Fig. 2. Respiratory signal oscillogram of four routines of 15 seconds. Note: T-Flow, nose thermistor; P-Flow, nose pressure; THO, thorax belt; ABD, abdom belt; EEG, Electroencephalogram; EOG, Electrooculogram; EMG, Electromyogram.

Fig. 3. Schematic representation of this study.

2. General solution and experimental data In this study, all-night polysomnographic (PSG) sleep recordings were obtained from 30 healthy subjects (22 males and 8 females) ranging from 31 to 65 years old (mean = 46.6 ± 12.8 years).
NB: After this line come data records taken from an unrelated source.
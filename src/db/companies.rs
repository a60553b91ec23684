use sqlx::PgPool;
use uuid::Uuid;

use crate::models::{Category, Company, CompanyStatus, CompanyUpdate, CompanyWithCategory, NewCompany};

pub async fn list_all(pool: &PgPool) -> Result<Vec<Company>, sqlx::Error> {
    sqlx::query_as::<_, Company>("SELECT * FROM companies ORDER BY updated_at DESC")
        .fetch_all(pool)
        .await
}

pub async fn list_by_user(pool: &PgPool, user_id: Uuid) -> Result<Vec<Company>, sqlx::Error> {
    sqlx::query_as::<_, Company>(
        "SELECT * FROM companies WHERE assigned_to_user_id = $1 ORDER BY updated_at DESC",
    )
    .bind(user_id)
    .fetch_all(pool)
    .await
}

pub async fn find_by_id(pool: &PgPool, id: Uuid) -> Result<Option<Company>, sqlx::Error> {
    sqlx::query_as::<_, Company>("SELECT * FROM companies WHERE id = $1")
        .bind(id)
        .fetch_optional(pool)
        .await
}

pub async fn create(pool: &PgPool, new: &NewCompany) -> Result<Company, sqlx::Error> {
    let status = if new.assigned_to_user_id.is_some() {
        CompanyStatus::Active
    } else {
        CompanyStatus::Unassigned
    };

    sqlx::query_as::<_, Company>(
        "INSERT INTO companies
             (name, industry, email, phone, address, website, company_size, notes, status, assigned_to_user_id)
         VALUES ($1, $2, $3, $4, $5, $6, $7, $8, $9, $10) RETURNING *",
    )
    .bind(&new.name)
    .bind(new.industry.as_deref())
    .bind(new.email.as_deref())
    .bind(new.phone.as_deref())
    .bind(new.address.as_deref())
    .bind(new.website.as_deref())
    .bind(new.company_size.as_deref())
    .bind(new.notes.as_deref())
    .bind(status.as_str())
    .bind(new.assigned_to_user_id)
    .fetch_one(pool)
    .await
}

/// Partial update; always stamps `updated_at`. Setting an assignee marks the company
/// active; status is never set independently of the assignee.
pub async fn update(
    pool: &PgPool,
    id: Uuid,
    update: &CompanyUpdate,
) -> Result<Option<Company>, sqlx::Error> {
    sqlx::query_as::<_, Company>(
        "UPDATE companies SET
             name = COALESCE($2, name),
             industry = COALESCE($3, industry),
             email = COALESCE($4, email),
             phone = COALESCE($5, phone),
             address = COALESCE($6, address),
             website = COALESCE($7, website),
             company_size = COALESCE($8, company_size),
             notes = COALESCE($9, notes),
             status = CASE WHEN $10::uuid IS NOT NULL THEN 'active' ELSE status END,
             assigned_to_user_id = COALESCE($10, assigned_to_user_id),
             updated_at = now()
         WHERE id = $1 RETURNING *",
    )
    .bind(id)
    .bind(update.name.as_deref())
    .bind(update.industry.as_deref())
    .bind(update.email.as_deref())
    .bind(update.phone.as_deref())
    .bind(update.address.as_deref())
    .bind(update.website.as_deref())
    .bind(update.company_size.as_deref())
    .bind(update.notes.as_deref())
    .bind(update.assigned_to_user_id)
    .fetch_optional(pool)
    .await
}

/// Return a company to the unassigned pool.
pub async fn unassign(pool: &PgPool, id: Uuid) -> Result<Option<Company>, sqlx::Error> {
    sqlx::query_as::<_, Company>(
        "UPDATE companies
         SET assigned_to_user_id = NULL, status = 'unassigned', updated_at = now()
         WHERE id = $1 RETURNING *",
    )
    .bind(id)
    .fetch_optional(pool)
    .await
}

/// Comments go with the company (`ON DELETE CASCADE`).
pub async fn delete(pool: &PgPool, id: Uuid) -> Result<(), sqlx::Error> {
    sqlx::query("DELETE FROM companies WHERE id = $1")
        .bind(id)
        .execute(pool)
        .await?;
    Ok(())
}

/// Companies with at least one comment of `category`, optionally limited to one assignee.
/// Each company appears once no matter how many matching comments it has.
pub async fn list_by_category(
    pool: &PgPool,
    category: Category,
    user_id: Option<Uuid>,
) -> Result<Vec<Company>, sqlx::Error> {
    sqlx::query_as::<_, Company>(
        "SELECT c.* FROM companies c
         WHERE EXISTS (
             SELECT 1 FROM comments m
             WHERE m.company_id = c.id AND m.category = $1
         )
         AND ($2::uuid IS NULL OR c.assigned_to_user_id = $2)
         ORDER BY c.updated_at DESC",
    )
    .bind(category.as_str())
    .bind(user_id)
    .fetch_all(pool)
    .await
}

/// Companies paired with the category of their most recent comment.
pub async fn list_with_latest_category(
    pool: &PgPool,
    user_id: Option<Uuid>,
) -> Result<Vec<CompanyWithCategory>, sqlx::Error> {
    sqlx::query_as::<_, CompanyWithCategory>(
        "SELECT c.*, latest.category AS latest_category
         FROM companies c
         LEFT JOIN LATERAL (
             SELECT m.category FROM comments m
             WHERE m.company_id = c.id
             ORDER BY m.comment_date DESC, m.created_at DESC
             LIMIT 1
         ) latest ON true
         WHERE ($1::uuid IS NULL OR c.assigned_to_user_id = $1)
         ORDER BY c.updated_at DESC",
    )
    .bind(user_id)
    .fetch_all(pool)
    .await
}

pub async fn list_unassigned(pool: &PgPool, limit: i64) -> Result<Vec<Company>, sqlx::Error> {
    sqlx::query_as::<_, Company>(
        "SELECT * FROM companies WHERE assigned_to_user_id IS NULL
         ORDER BY created_at ASC, id ASC LIMIT $1",
    )
    .bind(limit)
    .fetch_all(pool)
    .await
}

/// Atomically claim up to `count` unassigned companies (oldest first) for `user_id`.
///
/// The candidate rows are locked once in a materialized CTE, so the LIMIT is applied a
/// single time; rows another claim holds are skipped, so concurrent callers never
/// receive the same company.
pub async fn assign_to_user<'e, E: sqlx::PgExecutor<'e>>(
    executor: E,
    user_id: Uuid,
    count: i64,
) -> Result<Vec<Company>, sqlx::Error> {
    if count <= 0 {
        return Ok(Vec::new());
    }

    let mut claimed = sqlx::query_as::<_, Company>(
        "WITH picked AS MATERIALIZED (
             SELECT id FROM companies
             WHERE assigned_to_user_id IS NULL
             ORDER BY created_at ASC, id ASC
             LIMIT $2
             FOR UPDATE SKIP LOCKED
         )
         UPDATE companies c
         SET assigned_to_user_id = $1, status = 'active', updated_at = now()
         FROM picked
         WHERE c.id = picked.id AND c.assigned_to_user_id IS NULL
         RETURNING c.*",
    )
    .bind(user_id)
    .bind(count)
    .fetch_all(executor)
    .await?;

    claimed.sort_by(|a, b| (a.created_at, a.id).cmp(&(b.created_at, b.id)));

    tracing::info!(
        "Assigned {} of {count} requested companies to user {user_id}",
        claimed.len()
    );

    Ok(claimed)
}

/// Record activity on a company. Only `updated_at` changes; categories live on comments.
pub async fn touch<'e, E: sqlx::PgExecutor<'e>>(executor: E, id: Uuid) -> Result<(), sqlx::Error> {
    sqlx::query("UPDATE companies SET updated_at = now() WHERE id = $1")
        .bind(id)
        .execute(executor)
        .await?;
    Ok(())
}
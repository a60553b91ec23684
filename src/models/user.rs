use chrono::{DateTime, Utc};
use serde::{Deserialize, Serialize};
use uuid::Uuid;

#[derive(Debug, Clone, Copy, PartialEq, Eq, Default, Serialize, Deserialize)]
#[serde(rename_all = "lowercase")]
pub enum Role {
    Admin,
    #[default]
    Employee,
}

text_enum!(Role, "role", {
    Admin => "admin",
    Employee => "employee",
});

#[derive(Debug, Clone, sqlx::FromRow, Serialize, Deserialize)]
pub struct User {
    pub id: Uuid,
    pub username: String,
    pub email: String,
    pub full_name: String,
    pub employee_id: Option<String>,
    #[sqlx(try_from = "String")]
    pub role: Role,
    #[serde(skip_serializing)]
    pub password_hash: String,
    pub login_time: Option<DateTime<Utc>>,
    pub created_at: DateTime<Utc>,
}

impl User {
    pub fn is_admin(&self) -> bool {
        self.role == Role::Admin
    }
}

#[derive(Debug, Clone, Deserialize)]
pub struct NewUser {
    pub username: String,
    pub email: String,
    pub full_name: String,
    pub employee_id: Option<String>,
    #[serde(default)]
    pub role: Role,
    pub password_hash: String,
}

/// Partial update: `None` leaves the column untouched.
#[derive(Debug, Clone, Default, Deserialize)]
pub struct UserUpdate {
    pub username: Option<String>,
    pub email: Option<String>,
    pub full_name: Option<String>,
    pub employee_id: Option<String>,
    pub role: Option<Role>,
    pub password_hash: Option<String>,
}
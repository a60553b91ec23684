use chrono::{DateTime, NaiveDate, Utc};
use serde::{Deserialize, Serialize};
use uuid::Uuid;

#[derive(Debug, Clone, sqlx::FromRow, Serialize, Deserialize)]
pub struct Holiday {
    pub id: Uuid,
    pub date: NaiveDate,
    pub name: String,
    pub description: Option<String>,
    pub created_at: DateTime<Utc>,
}

#[derive(Debug, Clone, Deserialize)]
pub struct NewHoliday {
    pub date: NaiveDate,
    pub name: String,
    pub description: Option<String>,
}

#[derive(Debug, Clone, Default, Deserialize)]
pub struct HolidayUpdate {
    pub date: Option<NaiveDate>,
    pub name: Option<String>,
    pub description: Option<String>,
}
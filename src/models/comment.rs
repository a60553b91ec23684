use chrono::{DateTime, Utc};
use serde::{Deserialize, Serialize};
use uuid::Uuid;

use crate::models::Role;

#[derive(Debug, Clone, Copy, PartialEq, Eq, Hash, Serialize, Deserialize)]
#[serde(rename_all = "lowercase")]
pub enum Category {
    General,
    Followup,
    Hot,
    Block,
}

text_enum!(Category, "category", {
    General => "general",
    Followup => "followup",
    Hot => "hot",
    Block => "block",
});

#[derive(Debug, Clone, sqlx::FromRow, Serialize, Deserialize)]
pub struct Comment {
    pub id: Uuid,
    pub company_id: Uuid,
    pub user_id: Uuid,
    pub content: String,
    #[sqlx(try_from = "String")]
    pub category: Category,
    pub comment_date: DateTime<Utc>,
    pub created_at: DateTime<Utc>,
}

#[derive(Debug, Clone, Deserialize)]
pub struct NewComment {
    pub company_id: Uuid,
    pub user_id: Uuid,
    pub content: String,
    pub category: Category,
    pub comment_date: DateTime<Utc>,
}

#[derive(Debug, Clone, sqlx::FromRow, Serialize)]
pub struct CommentWithAuthor {
    #[sqlx(flatten)]
    #[serde(flatten)]
    pub comment: Comment,
    pub author_name: String,
    #[sqlx(try_from = "String")]
    pub author_role: Role,
}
These measurements were approved by the ethics committee of the 6th affiliated hospital of Sun Yat-Sen University. The subjects were interviewed about their sleep quality, medical history and all subjects reported no history of neurological or psychological disorders. The all-night PSGs were recorded in the Sleepdisordered Breathing Center of the 6th affiliated hospital of Sun Yat-Sen University (by Alice 5 PSG, Philips, Inc.). There was also no outside interference during data collection, and no medications were utilized to cause sleep. Figure 1 shows the details of data collection in the experimental. PSG is a systematic method which records the biophysiological signals that take place in the sleep process. The standard of visual sleep staging is based on the R&K rules, which is firstly proposed by Rechtschaffen and Kales in 1968 [18]. According to the R&K rules, each epoch (i.e., 30 s of data) is divided into each sleep stage, including wakefulness (wake), non-rapid eye movement (stages 1–4, from light to deep sleep) and rapid eye movement (REM). Stages 1 and 2 are usually called as light sleep stage, and stages 3 and 4 are commonly combined as the slow wave sleep (SWS) stage. Instead of the R&K rules, the scoring rules developed by the AASM have become the clinical standard in recent years [16, 17]. Figure 2 presents the typical PSG respiratory signals and the main sleep interpretation signals (gold standard) respectively.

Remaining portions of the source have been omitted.